文化祭二日前「双子の星」③

「アンちゃーん、こっち手伝ってくれる?」

 教室の窓側から呼ばれる。

「うん、今行く」

 私は呼ばれた方向へ向かった。

「これ、飾り付けるの手伝って欲しいんだけど……」

 彼女はぴょんぴょんと跳ねて飾りを取り付けようとしているけど、身長が低すぎて届かない。

「わかった」

 彼女から飾りを受け取り、背伸びをして貼り付ける。

「ありがとう」

 柏木さんよりさらに低い、頑張れば小学生と言われても納得してしまいそうな低い身長と折れてしまいそうな細さとは少しアンバランスな大人びた表情で笑みをこぼす。左の目元にある小さなホクロが魅力的だ。その笑顔といったら、その辺の男子のみならず、リンゴさんまでも虜にしてしまいそうなくらいの威力がある。本人は天然なのか、それらについてはどうとも思っていないようだった。

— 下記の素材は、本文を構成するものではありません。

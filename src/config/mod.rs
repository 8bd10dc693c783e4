//! Configuration for the ROM directory and accepted extensions
//!
//! Layering order: built-in defaults, then the config file, then
//! environment variables. The resulting value is immutable and injected
//! into the scanner and loader by reference.

use anyhow::anyhow;
use directories::ProjectDirs;
use serde::{Deserialize, Serialize};
use std::fs;
use std::path::{Path, PathBuf};
use tracing::warn;

use crate::error::{ConfigError, Result};

pub mod env;

fn default_rom_directory() -> PathBuf {
    match dirs::home_dir() {
        Some(home) => home.join("Downloads"),
        None => {
            warn!("Home directory unavailable; falling back to current directory");
            PathBuf::from(".")
        }
    }
}

fn default_rom_extensions() -> Vec<String> {
    vec!["gb".to_string(), "gbc".to_string()]
}

#[derive(Debug, Clone, Serialize, Deserialize)]
pub struct Config {
    /// Directory scanned for ROM files (non-recursive)
    #[serde(default = "default_rom_directory")]
    pub rom_directory: PathBuf,

    /// Accepted ROM file extensions, without the leading dot
    #[serde(default = "default_rom_extensions")]
    pub rom_extensions: Vec<String>,
}

impl Default for Config {
    fn default() -> Self {
        Self {
            rom_directory: default_rom_directory(),
            rom_extensions: default_rom_extensions(),
        }
    }
}

impl Config {
    pub fn load(config_path: Option<&str>) -> Result<Self> {
        // Pick up a .env file if one exists (Docker and development)
        dotenvy::dotenv().ok();

        let mut config = Self::default();

        let config_file = match config_path {
            Some(path) => PathBuf::from(path),
            None => Self::config_path()?,
        };

        if config_file.exists() {
            let content = fs::read_to_string(&config_file).map_err(ConfigError::Io)?;
            config = toml::from_str(&content).map_err(ConfigError::InvalidFormat)?;
        }

        // Environment variables take highest priority
        env::apply(&mut config);

        config.validate()?;

        // Persist defaults on first run so the file is discoverable
        if !config_file.exists() {
            if let Some(parent) = config_file.parent() {
                fs::create_dir_all(parent).map_err(ConfigError::Io)?;
            }
            config.save(&config_file)?;
        }

        Ok(config)
    }

    pub fn config_path() -> Result<PathBuf> {
        let project_dirs = ProjectDirs::from("net", "deckboy", "deckboy-cli")
            .ok_or_else(|| anyhow!("Could not determine config directory"))?;
        Ok(project_dirs.config_dir().join("config.toml"))
    }

    pub fn save(&self, path: &Path) -> Result<()> {
        let content = toml::to_string_pretty(self).map_err(ConfigError::SerializeFailed)?;
        fs::write(path, content).map_err(ConfigError::Io)?;
        Ok(())
    }

    fn validate(&self) -> Result<()> {
        if self.rom_extensions.is_empty() {
            return Err(ConfigError::InvalidValue {
                field: "rom_extensions".to_string(),
                value: "(empty list)".to_string(),
            }
            .into());
        }
        for ext in &self.rom_extensions {
            if ext.is_empty() || ext.contains(['.', '/', '\\', '*']) {
                return Err(ConfigError::InvalidValue {
                    field: "rom_extensions".to_string(),
                    value: ext.clone(),
                }
                .into());
            }
        }
        Ok(())
    }
}

#[cfg(test)]
mod tests {
    use super::*;
    use crate::error::DeckBoyError;

    #[test]
    fn test_default_config() {
        let config = Config::default();
        assert_eq!(config.rom_extensions, vec!["gb", "gbc"]);
        assert!(config.rom_directory.ends_with("Downloads") || config.rom_directory == Path::new("."));
    }

    #[test]
    fn test_validate_rejects_dotted_extension() {
        let config = Config {
            rom_extensions: vec![".gb".to_string()],
            ..Config::default()
        };
        let error = config.validate().unwrap_err();
        assert!(matches!(
            error,
            DeckBoyError::Config(ConfigError::InvalidValue { .. })
        ));
    }

    #[test]
    fn test_validate_rejects_empty_extension_list() {
        let config = Config {
            rom_extensions: vec![],
            ..Config::default()
        };
        assert!(config.validate().is_err());
    }

    #[test]
    fn test_config_file_roundtrip() {
        let dir = tempfile::tempdir().unwrap();
        let path = dir.path().join("config.toml");

        let config = Config {
            rom_directory: PathBuf::from("/tmp/roms"),
            rom_extensions: vec!["gb".to_string()],
        };
        config.save(&path).unwrap();

        let content = fs::read_to_string(&path).unwrap();
        let loaded: Config = toml::from_str(&content).unwrap();
        assert_eq!(loaded.rom_directory, PathBuf::from("/tmp/roms"));
        assert_eq!(loaded.rom_extensions, vec!["gb"]);
    }

    #[test]
    fn test_missing_fields_fall_back_to_defaults() {
        let loaded: Config = toml::from_str("").unwrap();
        assert_eq!(loaded.rom_extensions, vec!["gb", "gbc"]);
    }
}
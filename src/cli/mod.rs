//! Command Line Interface module
//!
//! One module per subcommand:
//! - `scan`: emit discovered ROM metadata as JSON
//! - `load`: emit a ROM's raw bytes as JSON
//! - `config`: inspect the effective configuration

pub mod config;
pub mod load;
pub mod scan;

 彼女も図書館常連組でシロと良く本の話をしているので、リンゴさんに何かしらあだなをつけられている可能性が高い。

 彼女の名前は月村桂花と言い、クラスでは一番仲が良い。弓道部に所属しているのは彼女だ。知名度がまだ低いQQLを好きなところも話が弾むきっかけになった。

「そういえば、今日バスで男の子と一緒にいたでしょ?」

 水樹君と一緒にいたのはその桂花だ。

「え、えーアンちゃん見てたの? 言ってくれたら良かったのに」

 口に手を当てて驚いてみせる。

「いやーでも仲良さそうにしていたから。もしかして彼氏?」

「えーそんなんじゃないよー」

 軽く探りを入れてみる。桂花は手を振って否定をした。桂花の彼氏が水樹君だとしたら、私の手元にある手紙の宛先は桂花だろう。しかし、桂花に彼氏がいたのなら私にそのことを言ってもいいだろうし、そうでなくてもそれなりにクラスで噂になりそうなものだ。

「小学校からの幼馴染み、お兄ちゃんと三人で良く遊んでいたの」

「あ、そっか、桂花、お兄ちゃんがいたんだったよね」

「そう、アンちゃんと一緒」

 私の『お兄ちゃん』について、何度も桂花には話している。

「どうだったの? 結婚式」

「うん、よかったよ、北条先生もすごくきれいだった」

 私はこの夏休み、そのお兄ちゃんの結婚式のため東京に戻っていた。

 久しぶりの東京は相変わらず慌ただしい感じがして、こことの時間の流れの差を思い知らされた。私が通っていた中学校の方向へは行かないようにしていた。知り合いにあまり会いたい気分でもなかった。

「そっかー、想像するだけで、うん、きれいだよねえ」

 私はその言葉で思い出す。

 お兄ちゃんの横で凜とした姿で立つ、私ではない人のことを。

 言葉の通り、その場の主役然として、小規模の式場に集まった招待客を惹き付けていた。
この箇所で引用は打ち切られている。